**** PROVIDED DATA ****

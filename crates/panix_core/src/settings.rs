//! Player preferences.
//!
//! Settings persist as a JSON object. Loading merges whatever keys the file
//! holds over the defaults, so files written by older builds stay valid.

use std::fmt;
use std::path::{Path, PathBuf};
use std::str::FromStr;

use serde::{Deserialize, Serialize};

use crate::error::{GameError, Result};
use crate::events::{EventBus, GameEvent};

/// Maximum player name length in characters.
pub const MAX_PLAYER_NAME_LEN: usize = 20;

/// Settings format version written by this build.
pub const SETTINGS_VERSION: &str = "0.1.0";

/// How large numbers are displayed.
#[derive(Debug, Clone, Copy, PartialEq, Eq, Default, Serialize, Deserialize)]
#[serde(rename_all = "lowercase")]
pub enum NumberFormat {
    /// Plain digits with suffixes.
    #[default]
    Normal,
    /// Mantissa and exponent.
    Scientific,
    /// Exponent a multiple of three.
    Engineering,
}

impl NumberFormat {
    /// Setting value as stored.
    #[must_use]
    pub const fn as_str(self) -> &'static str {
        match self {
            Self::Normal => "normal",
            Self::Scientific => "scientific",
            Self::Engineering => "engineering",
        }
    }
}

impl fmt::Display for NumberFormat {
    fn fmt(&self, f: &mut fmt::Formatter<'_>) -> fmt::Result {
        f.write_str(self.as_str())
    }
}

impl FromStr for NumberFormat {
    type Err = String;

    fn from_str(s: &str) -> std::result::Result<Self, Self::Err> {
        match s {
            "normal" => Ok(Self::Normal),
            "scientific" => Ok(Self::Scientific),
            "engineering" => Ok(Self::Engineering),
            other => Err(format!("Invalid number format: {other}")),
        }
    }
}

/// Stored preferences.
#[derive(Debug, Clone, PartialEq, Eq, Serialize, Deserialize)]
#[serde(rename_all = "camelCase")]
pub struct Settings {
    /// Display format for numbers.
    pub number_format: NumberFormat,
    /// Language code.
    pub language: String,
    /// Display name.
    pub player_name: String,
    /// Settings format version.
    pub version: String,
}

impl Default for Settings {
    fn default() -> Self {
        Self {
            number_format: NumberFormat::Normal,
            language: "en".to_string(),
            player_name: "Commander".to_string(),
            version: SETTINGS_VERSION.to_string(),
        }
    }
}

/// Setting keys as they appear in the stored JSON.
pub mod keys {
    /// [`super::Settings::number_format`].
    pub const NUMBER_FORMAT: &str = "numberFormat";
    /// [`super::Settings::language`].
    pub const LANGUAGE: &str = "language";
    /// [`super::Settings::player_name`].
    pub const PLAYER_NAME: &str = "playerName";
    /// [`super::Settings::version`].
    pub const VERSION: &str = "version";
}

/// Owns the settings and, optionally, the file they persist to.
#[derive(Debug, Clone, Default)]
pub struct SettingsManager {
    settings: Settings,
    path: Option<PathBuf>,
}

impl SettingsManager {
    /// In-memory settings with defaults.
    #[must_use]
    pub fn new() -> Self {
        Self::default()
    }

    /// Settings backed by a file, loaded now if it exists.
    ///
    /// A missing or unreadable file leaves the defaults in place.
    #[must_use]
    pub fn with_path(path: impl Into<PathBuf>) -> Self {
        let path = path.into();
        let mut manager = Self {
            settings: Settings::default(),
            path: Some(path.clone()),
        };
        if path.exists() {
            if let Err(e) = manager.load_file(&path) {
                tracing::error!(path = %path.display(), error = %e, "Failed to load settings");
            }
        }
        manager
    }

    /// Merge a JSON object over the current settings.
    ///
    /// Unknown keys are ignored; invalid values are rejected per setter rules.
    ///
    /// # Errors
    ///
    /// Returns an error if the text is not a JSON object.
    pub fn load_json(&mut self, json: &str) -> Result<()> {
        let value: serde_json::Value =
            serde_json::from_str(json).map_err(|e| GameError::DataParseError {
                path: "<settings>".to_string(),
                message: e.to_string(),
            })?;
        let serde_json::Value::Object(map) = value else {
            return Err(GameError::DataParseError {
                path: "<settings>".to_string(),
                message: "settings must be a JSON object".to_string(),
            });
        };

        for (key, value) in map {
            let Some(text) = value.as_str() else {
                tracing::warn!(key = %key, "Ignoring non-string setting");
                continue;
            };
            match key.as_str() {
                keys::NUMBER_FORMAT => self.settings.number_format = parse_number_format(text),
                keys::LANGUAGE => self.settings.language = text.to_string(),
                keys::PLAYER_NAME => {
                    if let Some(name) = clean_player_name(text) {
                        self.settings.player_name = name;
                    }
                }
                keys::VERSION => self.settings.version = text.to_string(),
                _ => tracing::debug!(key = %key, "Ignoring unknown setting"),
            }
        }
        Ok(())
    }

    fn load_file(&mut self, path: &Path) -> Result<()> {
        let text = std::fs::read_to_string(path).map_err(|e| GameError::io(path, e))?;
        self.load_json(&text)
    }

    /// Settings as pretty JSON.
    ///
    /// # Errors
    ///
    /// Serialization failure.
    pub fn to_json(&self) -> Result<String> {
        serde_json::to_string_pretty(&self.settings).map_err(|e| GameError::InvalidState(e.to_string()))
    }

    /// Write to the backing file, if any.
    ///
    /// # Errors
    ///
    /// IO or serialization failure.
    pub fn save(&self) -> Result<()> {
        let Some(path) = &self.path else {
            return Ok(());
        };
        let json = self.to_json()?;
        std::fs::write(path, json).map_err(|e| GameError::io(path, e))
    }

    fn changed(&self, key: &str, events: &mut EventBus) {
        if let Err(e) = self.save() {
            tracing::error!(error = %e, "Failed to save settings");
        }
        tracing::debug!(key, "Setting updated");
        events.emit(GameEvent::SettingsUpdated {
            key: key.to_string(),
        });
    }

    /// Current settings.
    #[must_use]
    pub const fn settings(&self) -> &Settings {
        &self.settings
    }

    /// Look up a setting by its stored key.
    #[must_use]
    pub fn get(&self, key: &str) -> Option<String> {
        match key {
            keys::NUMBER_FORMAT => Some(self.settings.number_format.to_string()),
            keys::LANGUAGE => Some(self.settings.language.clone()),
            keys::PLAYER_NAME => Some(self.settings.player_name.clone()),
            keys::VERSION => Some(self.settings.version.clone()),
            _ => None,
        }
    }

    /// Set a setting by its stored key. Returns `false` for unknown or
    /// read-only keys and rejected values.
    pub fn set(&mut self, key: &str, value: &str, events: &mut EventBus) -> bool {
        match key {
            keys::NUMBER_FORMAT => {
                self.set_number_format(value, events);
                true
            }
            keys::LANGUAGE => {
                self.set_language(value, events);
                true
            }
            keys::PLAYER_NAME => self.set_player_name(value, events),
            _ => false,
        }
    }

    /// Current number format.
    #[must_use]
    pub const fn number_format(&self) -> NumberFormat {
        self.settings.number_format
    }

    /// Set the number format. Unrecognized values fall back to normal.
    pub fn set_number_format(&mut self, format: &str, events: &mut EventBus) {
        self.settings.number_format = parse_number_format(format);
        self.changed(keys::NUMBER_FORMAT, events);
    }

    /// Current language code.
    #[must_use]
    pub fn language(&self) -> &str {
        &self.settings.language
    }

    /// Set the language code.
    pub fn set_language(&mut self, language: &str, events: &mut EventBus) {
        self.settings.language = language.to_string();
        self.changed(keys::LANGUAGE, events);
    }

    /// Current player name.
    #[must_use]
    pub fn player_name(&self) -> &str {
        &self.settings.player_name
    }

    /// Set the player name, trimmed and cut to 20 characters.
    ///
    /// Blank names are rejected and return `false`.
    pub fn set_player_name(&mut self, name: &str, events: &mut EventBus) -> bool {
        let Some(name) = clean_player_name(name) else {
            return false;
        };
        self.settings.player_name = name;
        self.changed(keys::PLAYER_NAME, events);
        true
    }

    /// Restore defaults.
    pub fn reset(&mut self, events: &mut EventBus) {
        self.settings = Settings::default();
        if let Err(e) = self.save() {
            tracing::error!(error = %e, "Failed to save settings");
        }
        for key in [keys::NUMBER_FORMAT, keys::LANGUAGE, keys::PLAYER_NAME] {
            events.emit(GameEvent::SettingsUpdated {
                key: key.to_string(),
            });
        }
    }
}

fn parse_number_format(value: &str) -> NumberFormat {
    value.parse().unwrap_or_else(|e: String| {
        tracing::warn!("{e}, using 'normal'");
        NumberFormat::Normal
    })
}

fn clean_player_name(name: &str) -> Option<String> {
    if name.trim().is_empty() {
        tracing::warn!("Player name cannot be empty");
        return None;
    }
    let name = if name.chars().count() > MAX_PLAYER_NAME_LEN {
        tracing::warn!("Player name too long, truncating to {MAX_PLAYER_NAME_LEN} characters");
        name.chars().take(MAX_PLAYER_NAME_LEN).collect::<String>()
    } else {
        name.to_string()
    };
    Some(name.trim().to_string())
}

****

— WORK ITEM —
Beginning at the line above that contains "pub const MAX_PLAYER_NAME_LEN: usize = 20;", return each line exactly through the line that contains "Default, Serialize, Deserialize)]", and no others.

— SOLUTION FOR THIS PROBLEM —
pub const MAX_PLAYER_NAME_LEN: usize = 20;

/// Settings format version written by this build.
pub const SETTINGS_VERSION: &str = "0.1.0";

/// How large numbers are displayed.
#[derive(Debug, Clone, Copy, PartialEq, Eq, Default, Serialize, Deserialize)]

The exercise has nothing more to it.